What is expected: All lines up to and including the one that contains "execution failures are" are to be transcribed exactly, starting from the first line of the records.

Material shown:
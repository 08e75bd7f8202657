//! Tool system: the [`AgentTool`] trait, the registry, and the built-in
//! tools (`bash`, `read`, `write`, `edit`, `glob`, `task`).
//!
//! Tools never panic outward: parameter problems and execution failures are
//! returned as [`llagent_core::ToolResult`] values so the agent loop can
//! keep going. The `task` tool reaches the subagent runner only through the
//! [`SubagentSpawner`] handle carried in [`ToolContext`] — no ownership
//! flows through the registry.

pub mod bash;
pub mod edit;
pub mod glob;
pub mod read;
pub mod registry;
pub mod subagent;
pub mod task;
pub mod traits;
pub mod util;
pub mod write;

pub use registry::ToolRegistry;
pub use subagent::{
    SubagentOutcome, SubagentParams, SubagentSpawner, SubagentType, SubagentTypeConfig,
};
pub use traits::{AgentTool, ToolContext, ToolError};

use std::sync::Arc;

/// Register the five filesystem/shell tools plus `task`.
pub fn register_builtin_tools(registry: &mut ToolRegistry) {
    registry.register(Arc::new(bash::BashTool));
    registry.register(Arc::new(read::ReadTool));
    registry.register(Arc::new(write::WriteTool));
    registry.register(Arc::new(edit::EditTool));
    registry.register(Arc::new(glob::GlobTool));
    registry.register(Arc::new(task::TaskTool));
}
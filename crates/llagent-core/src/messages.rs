//! Conversation message types in OpenAI-compatible wire format.
//!
//! The conversation is an append-only sequence of [`ChatMessage`]s. The
//! system message sits at position 0 and survives `clear`. Assistant
//! messages may carry tool calls; tool messages reference them back via
//! `tool_call_id`.

use serde::{Deserialize, Serialize};

// ─────────────────────────────────────────────────────────────────────────────
// Roles
// ─────────────────────────────────────────────────────────────────────────────

/// Message role.
#[derive(Clone, Copy, Debug, PartialEq, Eq, Serialize, Deserialize)]
#[serde(rename_all = "lowercase")]
pub enum Role {
    /// System prompt (position 0, preserved across `clear`).
    System,
    /// User turn.
    User,
    /// Model turn, possibly carrying tool calls.
    Assistant,
    /// Tool output, referencing a prior assistant tool call.
    Tool,
}

// ─────────────────────────────────────────────────────────────────────────────
// Tool calls
// ─────────────────────────────────────────────────────────────────────────────

/// The `function` object inside an assistant tool call.
#[derive(Clone, Debug, PartialEq, Serialize, Deserialize)]
pub struct ToolCallFunction {
    /// Tool name.
    pub name: String,
    /// Arguments as a JSON-encoded string (OpenAI convention).
    pub arguments: String,
}

/// A tool call recorded on an assistant message.
#[derive(Clone, Debug, PartialEq, Serialize, Deserialize)]
pub struct AssistantToolCall {
    /// Tool call id referenced back by the matching tool message.
    pub id: String,
    /// Always `"function"`.
    #[serde(rename = "type")]
    pub call_type: String,
    /// Name and JSON-string arguments.
    pub function: ToolCallFunction,
}

impl AssistantToolCall {
    /// Build a `function`-typed tool call.
    #[must_use]
    pub fn new(id: impl Into<String>, name: impl Into<String>, arguments: impl Into<String>) -> Self {
        Self {
            id: id.into(),
            call_type: "function".into(),
            function: ToolCallFunction {
                name: name.into(),
                arguments: arguments.into(),
            },
        }
    }
}

// ─────────────────────────────────────────────────────────────────────────────
// Messages
// ─────────────────────────────────────────────────────────────────────────────

/// A single conversation message in OpenAI-compatible shape.
#[derive(Clone, Debug, PartialEq, Serialize, Deserialize)]
pub struct ChatMessage {
    /// Message role.
    pub role: Role,
    /// Text content (empty string allowed for assistant tool-call turns).
    pub content: String,
    /// Tool calls (assistant messages only).
    #[serde(skip_serializing_if = "Option::is_none")]
    pub tool_calls: Option<Vec<AssistantToolCall>>,
    /// Back-reference to the originating tool call (tool messages only).
    #[serde(skip_serializing_if = "Option::is_none")]
    pub tool_call_id: Option<String>,
    /// Tool name (tool messages only).
    #[serde(skip_serializing_if = "Option::is_none")]
    pub name: Option<String>,
}

impl ChatMessage {
    /// System message.
    #[must_use]
    pub fn system(content: impl Into<String>) -> Self {
        Self {
            role: Role::System,
            content: content.into(),
            tool_calls: None,
            tool_call_id: None,
            name: None,
        }
    }

    /// User message.
    #[must_use]
    pub fn user(content: impl Into<String>) -> Self {
        Self {
            role: Role::User,
            content: content.into(),
            tool_calls: None,
            tool_call_id: None,
            name: None,
        }
    }

    /// Assistant message without tool calls.
    #[must_use]
    pub fn assistant(content: impl Into<String>) -> Self {
        Self {
            role: Role::Assistant,
            content: content.into(),
            tool_calls: None,
            tool_call_id: None,
            name: None,
        }
    }

    /// Assistant message carrying tool calls.
    #[must_use]
    pub fn assistant_with_calls(
        content: impl Into<String>,
        tool_calls: Vec<AssistantToolCall>,
    ) -> Self {
        Self {
            role: Role::Assistant,
            content: content.into(),
            tool_calls: if tool_calls.is_empty() {
                None
            } else {
                Some(tool_calls)
            },
            tool_call_id: None,
            name: None,
        }
    }

    /// Tool result message referencing `tool_call_id`.
    #[must_use]
    pub fn tool(
        tool_call_id: impl Into<String>,
        name: impl Into<String>,
        content: impl Into<String>,
    ) -> Self {
        Self {
            role: Role::Tool,
            content: content.into(),
            tool_calls: None,
            tool_call_id: Some(tool_call_id.into()),
            name: Some(name.into()),
        }
    }
}

/// Check that every tool message references a tool call id that appears on
/// some earlier assistant message.
#[must_use]
pub fn is_well_formed(messages: &[ChatMessage]) -> bool {
    let mut seen_ids: Vec<&str> = Vec::new();
    for msg in messages {
        match msg.role {
            Role::Assistant => {
                if let Some(calls) = &msg.tool_calls {
                    seen_ids.extend(calls.iter().map(|c| c.id.as_str()));
                }
            }
            Role::Tool => {
                let Some(id) = msg.tool_call_id.as_deref() else {
                    return false;
                };
                if !seen_ids.contains(&id) {
                    return false;
                }
            }
            Role::System | Role::User => {}
        }
    }
    true
}

// ─────────────────────────────────────────────────────────────────────────────
// Tests
// ─────────────────────────────────────────────────────────────────────────────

Completed task:
repository 08e75bd7f8202657
//! Tool system: the [`AgentTool`] trait, the registry, and the built-in
//! tools (`bash`, `read`, `write`, `edit`, `glob`, `task`).
//!
//! Tools never panic outward: parameter problems and execution failures are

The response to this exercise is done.